En el ámbito comunitario, la Unión Europea avanzó con controles fronterizos más estrictos, procesos acelerados, mayor seguimiento digital y la posibilidad de establecer centros de retorno fuera del bloque. Las nuevas reglas también amplían períodos de detención y permiten sanciones, recopilación de datos biométricos y registros de domicilios.
Sus defensores presentan estas medidas como instrumentos de seguridad y control migratorio; organizaciones humanitarias advierten que pueden debilitar el derecho de asilo y normalizar prácticas desproporcionadas.
España expresa con claridad las diferencias dentro de la derecha europea. El PP afirma defender una inmigración legal y ordenada bajo la fórmula “ni muros ni odio ni puertas abiertas al abuso”. Vox, en cambio, reclama “prioridad nacional” en vivienda, salud y prestaciones, la repatriación de todos los inmigrantes irregulares y la “remigración” de extranjeros legales que, según el partido, no contribuyan suficientemente a la economía.
En Francia, Jordan Bardella propuso limitar la libre circulación de Schengen a ciudadanos de la Unión Europea; en el Reino Unido, Reform UK calificó la inmigración como una “invasión” y planteó crear un comando de deportaciones; y en Alemania, Friedrich Merz convirtió el refuerzo de las fronteras y las expulsiones en uno de los ejes de su política.
No toda posición migratoria restrictiva es automáticamente racista, pero el riesgo aparece cuando la condición jurídica, el origen étnico y el color de piel se mezclan para establecer ciudadanos de primera y de segunda categoría.
Las voces críticas sostienen que el Mundial no debe analizarse como una sucesión de excesos individuales.

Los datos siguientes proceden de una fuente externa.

impl ChangelogExporter {
    /// Create a new exporter with the AsciiDoc formatter
    pub fn new(options: ExportOptions) -> Self {
        Self {
            formatter: Box::new(AsciiDocFormatter::new(options.license_header.clone())),
            options,
        }
    }

    /// Export all releases, the upcoming releases and the index.
    ///
    /// Any failure aborts the whole run.
    #[instrument(skip(self), fields(
        changelog_directory = %self.options.changelog_directory.display(),
        output_directory = %self.options.output_directory.display(),
    ))]
    pub fn export(&self) -> Result<ExportReport> {
        let changelog_directory = &self.options.changelog_directory;
        let mut report = ExportReport::default();

        let mut releases = discover_releases(changelog_directory)?;
        releases.sort_by(|(_, a), (_, b)| a.date.cmp(&b.date));
        let version_majors: Vec<u64> = layout::unreleased_directory_version_majors(changelog_directory)?
            .into_iter()
            .rev()
            .collect();
        info!(
            releases = releases.len(),
            upcoming = version_majors.len(),
            "exporting changelog"
        );

        create_directory(&self.options.output_directory)?;

        let mut index = Vec::with_capacity(releases.len() + version_majors.len());
        for (release_directory, release) in releases {
            let written = self
                .export_release(&release_directory, &release)
                .map_err(|source| ChangelogError::ExportFailed {
                    directory: release_directory.clone(),
                    source: Box::new(source),
                })?;
            report.written_files.push(written);
            report.release_directories.push(release_directory);
            index.push(release);
        }

        for version_major in version_majors {
            let upcoming_directory = layout::unreleased_directory(changelog_directory, version_major);
            let upcoming = ChangelogRelease::upcoming(version_major);
            info!(directory = %upcoming_directory.display(), "exporting upcoming release directory");
            let written = self
                .export_upcoming(&upcoming_directory, &upcoming)
                .map_err(|source| ChangelogError::ExportFailed {
                    directory: upcoming_directory.clone(),
                    source: Box::new(source),
                })?;
            report.written_files.push(written);
            report.upcoming_directories.push(upcoming_directory);
            index.push(upcoming);
        }

        let index_file = self
            .options
            .output_directory
            .join(self.formatter.index_file_name());
        info!(path = %index_file.display(), "exporting release index");
        write_file(&index_file, &self.formatter.format_index(&index))?;
        report.written_files.push(index_file);

        Ok(report)
    }

    fn export_release(&self, release_directory: &Path, release: &ChangelogRelease) -> Result<PathBuf> {
        let intro = read_intro(release_directory)?;
        let entries = read_entries(release_directory)?;
        self.write_release(release, &intro, &entries)
    }

    fn export_upcoming(&self, upcoming_directory: &Path, upcoming: &ChangelogRelease) -> Result<PathBuf> {
        let entries = read_entries(upcoming_directory)?;
        self.write_release(upcoming, "", &entries)
    }

    fn write_release(
        &self,
        release: &ChangelogRelease,
        intro: &str,
        entries: &[ChangelogEntry],
    ) -> Result<PathBuf> {
        let document = self.formatter.format_release(release, intro, entries)?;
        let path = self
            .options
            .output_directory
            .join(self.formatter.release_file_name(release));
        write_file(&path, &document)?;
        debug!(path = %path.display(), version = %release.version, "release exported");
        Ok(path)
    }
}

/// Release directories of the changelog root with their metadata
fn discover_releases(changelog_directory: &Path) -> Result<Vec<(PathBuf, ChangelogRelease)>> {
    let mut releases = Vec::new();
    for directory in layout::child_directories(changelog_directory)? {
        if let Some(ChangelogDirectory::Released(release)) = ChangelogDirectory::probe(&directory)? {
            releases.push((directory, release));
        }
    }
    Ok(releases)
}

/// Intro fragment of a release with comment blocks removed, empty when absent
fn read_intro(release_directory: &Path) -> Result<String> {
    let intro_file = layout::intro_asciidoc_file(release_directory);
    if !intro_file.is_file() {
        return Ok(String::new());
    }
    let content = std::fs::read_to_string(&intro_file).map_err(|source| ChangelogError::Read {
        path: intro_file.clone(),
        source,
    })?;
    Ok(strip_comment_blocks(&content))
}

/// Entries of a directory; file name order keeps output stable across runs
fn read_entries(directory: &Path) -> Result<Vec<ChangelogEntry>> {
    layout::entry_files(directory)?
        .iter()
        .map(|path| ChangelogEntry::read_from_xml_file(path))
        .collect()
}

fn create_directory(path: &Path) -> Result<()> {
    std::fs::create_dir_all(path).map_err(|source| {
        ChangelogError::CreateDirectory {
            path: path.to_path_buf(),
            source,
        }
        .into()
    })
}

fn write_file(path: &Path, content: &str) -> Result<()> {
    std::fs::write(path, content).map_err(|source| {
        ChangelogError::Write {
            path: path.to_path_buf(),
            source,
        }
        .into()
    })
}

#[cfg(test)]
mod tests {
    use super::*;
    use chrono::NaiveDate;
    use stagelog_core::StagelogError;
    use tempfile::TempDir;

    fn write_entry(directory: &Path, name: &str, entry_type: &str, text: &str) {
        std::fs::write(
            directory.join(name),
            format!(
                r#"<?xml version="1.0" encoding="UTF-8"?>
<entry type="{}">
  <issue id="{}" link="https://example.org/{}"/>
  <author name="Doe, Jane"/>
  <description format="asciidoc">{}</description>
</entry>
"#,
                entry_type, name, name, text
            ),
        )
        .unwrap();
    }

    fn make_release(root: &Path, version: &str, date: (i32, u32, u32)) -> PathBuf {
        let directory = layout::release_directory(root, version);
        std::fs::create_dir_all(&directory).unwrap();
        ChangelogRelease::new(
            version,
            NaiveDate::from_ymd_opt(date.0, date.1, date.2).unwrap(),
        )
        .write_to_xml_file(&layout::release_xml_file(&directory))
        .unwrap();
        directory
    }

    fn fixture() -> (TempDir, ExportOptions) {
        let temp = TempDir::new().unwrap();
        let root = temp.path().join("changelog");

        // Directory name order disagrees with release date order on purpose.
        let newer = make_release(&root, "2.0.0", (2021, 1, 1));
        write_entry(&newer, "b.xml", "fixed", "Fixed second");
        write_entry(&newer, "a.xml", "added", "Added first");
        std::fs::write(
            newer.join("intro.adoc"),
            "////\nInternal notes\n////\nThis release is great.\n",
        )
        .unwrap();

        let maintenance = make_release(&root, "1.9.0", (2022, 1, 1));
        write_entry(&maintenance, "c.xml", "changed", "Changed something");

        let upcoming = layout::unreleased_directory(&root, 3);
        std::fs::create_dir_all(&upcoming).unwrap();
        write_entry(&upcoming, "d.xml", "removed", "Removed old API");
        std::fs::write(upcoming.join(".release-notes.adoc.ftl"), "template").unwrap();

        std::fs::create_dir_all(layout::unreleased_directory(&root, 2)).unwrap();

        let options = ExportOptions::new(root, temp.path().join("site").join("changelog"));
        (temp, options)
    }

    #[test]
    fn test_export_writes_every_release_and_index() {
        let (_temp, options) = fixture();
        let output = options.output_directory.clone();
        let report = ChangelogExporter::new(options).export().unwrap();

        assert_eq!(report.release_directories.len(), 2);
        assert!(report.release_directories[0].ends_with("2.0.0"));
        assert!(report.release_directories[1].ends_with("1.9.0"));
        assert_eq!(report.upcoming_directories.len(), 2);
        assert!(report.upcoming_directories[0].ends_with(".3.x.x"));
        assert!(report.upcoming_directories[1].ends_with(".2.x.x"));
        assert_eq!(report.index_file(), Some(output.join("index.adoc").as_path()));

        for name in ["2.0.0.adoc", "1.9.0.adoc", "3.x.x.adoc", "2.x.x.adoc", "index.adoc"] {
            assert!(output.join(name).is_file(), "missing {}", name);
        }
    }

    #[test]
    fn test_release_document_content() {
        let (_temp, options) = fixture();
        let output = options.output_directory.clone();
        ChangelogExporter::new(options).export().unwrap();

        let document = std::fs::read_to_string(output.join("2.0.0.adoc")).unwrap();
        assert!(document.contains("= 2.0.0 (2021-01-01)\nThis release is great.\n\n== Changes\n"));
        assert!(!document.contains("Internal notes"));
        assert!(document.contains(
            "=== Added\n\n* Added first (for https://example.org/a.xml[a.xml] by Jane Doe)\n"
        ));
        let added = document.find("=== Added").unwrap();
        let fixed = document.find("=== Fixed").unwrap();
        assert!(added < fixed);

        let upcoming = std::fs::read_to_string(output.join("3.x.x.adoc")).unwrap();
        assert!(upcoming.contains("= 3.x.x\n\nChanges staged for the next version"));
        assert!(upcoming.contains("* Removed old API"));

        let empty_upcoming = std::fs::read_to_string(output.join("2.x.x.adoc")).unwrap();
        assert!(!empty_upcoming.contains("== Changes"));
    }

    #[test]
    fn test_index_order() {
        let (_temp, options) = fixture();
        let output = options.output_directory.clone();
        ChangelogExporter::new(options).export().unwrap();

        let index = std::fs::read_to_string(output.join("index.adoc")).unwrap();
        let bullets: Vec<&str> = index.lines().filter(|l| l.starts_with("* ")).collect();
        assert_eq!(
            bullets,
            vec![
                "* xref:2.x.x.adoc[2.x.x]",
                "* xref:3.x.x.adoc[3.x.x]",
                "* xref:1.9.0.adoc[1.9.0] (2022-01-01)",
                "* xref:2.0.0.adoc[2.0.0] (2021-01-01)",
            ]
        );
    }

    #[test]
    fn test_license_header_prefixes_documents() {
        let (_temp, options) = fixture();
        let output = options.output_directory.clone();
        let options = options.with_license_header("////\nLicensed under test terms.\n////\n");
        ChangelogExporter::new(options).export().unwrap();

        for name in ["2.0.0.adoc", "index.adoc"] {
            let document = std::fs::read_to_string(output.join(name)).unwrap();
            assert!(document.starts_with("////\nLicensed under test terms.\n////\n\n////\n*DO NOT EDIT"));
        }
    }

    #[test]
    fn test_unsupported_format_aborts_export() {
        let (_temp, options) = fixture();
        let release = options.changelog_directory.join("2.0.0");
        std::fs::write(
            release.join("z.xml"),
            r#"<entry type="fixed"><description format="markdown">**x**</description></entry>"#,
        )
        .unwrap();
        let output = options.output_directory.clone();

        let err = ChangelogExporter::new(options).export().unwrap_err();
        match &err {
            StagelogError::Changelog(ChangelogError::ExportFailed { directory, source }) => {
                assert!(directory.ends_with("2.0.0"));
                assert!(matches!(
                    **source,
                    StagelogError::Changelog(ChangelogError::UnsupportedFormat(_))
                ));
            }
            other => panic!("unexpected error: {other:?}"),
        }
        assert!(!output.join("index.adoc").exists());
    }

    #[test]
    fn test_release_without_metadata_fails() {
        let (_temp, options) = fixture();
        std::fs::create_dir_all(options.changelog_directory.join("2.1.0")).unwrap();

        let err = ChangelogExporter::new(options).export().unwrap_err();
        assert!(matches!(
            err,
            StagelogError::Changelog(ChangelogError::MissingReleaseMetadata(_))
        ));
    }

    #[test]
    fn test_undated_release_metadata_fails() {
        let (_temp, options) = fixture();
        let undated = options.changelog_directory.join("2.1.0");
        std::fs::create_dir_all(&undated).unwrap();
        std::fs::write(layout::release_xml_file(&undated), r#"<release version="2.1.0"/>"#).unwrap();
        let output = options.output_directory.clone();

        let err = ChangelogExporter::new(options).export().unwrap_err();
        assert!(matches!(
            err,
            StagelogError::Changelog(ChangelogError::Parse { .. })
        ));
        assert!(!output.join("2.1.0.adoc").exists());
    }

    #[test]
    fn test_malformed_entry_names_directory() {
        let (_temp, options) = fixture();
        std::fs::write(
            options.changelog_directory.join(".3.x.x").join("broken.xml"),
            "<entry",
        )
        .unwrap();

        let err = ChangelogExporter::new(options).export().unwrap_err();
        assert!(err.to_string().contains(".3.x.x"));
    }

    #[test]
    fn test_export_of_empty_changelog() {
        let temp = TempDir::new().unwrap();
        let root = temp.path().join("changelog");
        std::fs::create_dir_all(&root).unwrap();
        let output = temp.path().join("out");

        let report = ChangelogExporter::new(ExportOptions::new(&root, &output))
            .export()
            .unwrap();
        assert!(report.release_directories.is_empty());
        assert_eq!(report.written_files, vec![output.join("index.adoc")]);
    }
}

La Comisión Europea contra el Racismo y la Intolerancia advirtió en mayo sobre niveles alarmantes de discurso de odio, la creciente trivialización de la xenofobia y su relación con políticas migratorias cada vez más duras.
Los datos sociales respaldan esa advertencia: el 45% de las personas de ascendencia africana consultadas por la Agencia de Derechos Fundamentales de la Unión Europea dijo haber sufrido discriminación racial durante los cinco años anteriores a la encuesta, mientras que entre los musulmanes la proporción llegó al 47%.
El torneo no demostró que sea Europa el origen único de la ola racista —también hubo agresiones provenientes de dirigentes y aficionados de otros continentes—, pero sí mostró una contradicción difícil de ignorar: las selecciones celebran su diversidad mientras una parte creciente de la política discute quién tiene derecho a pertenecer plenamente a esas mismas sociedades.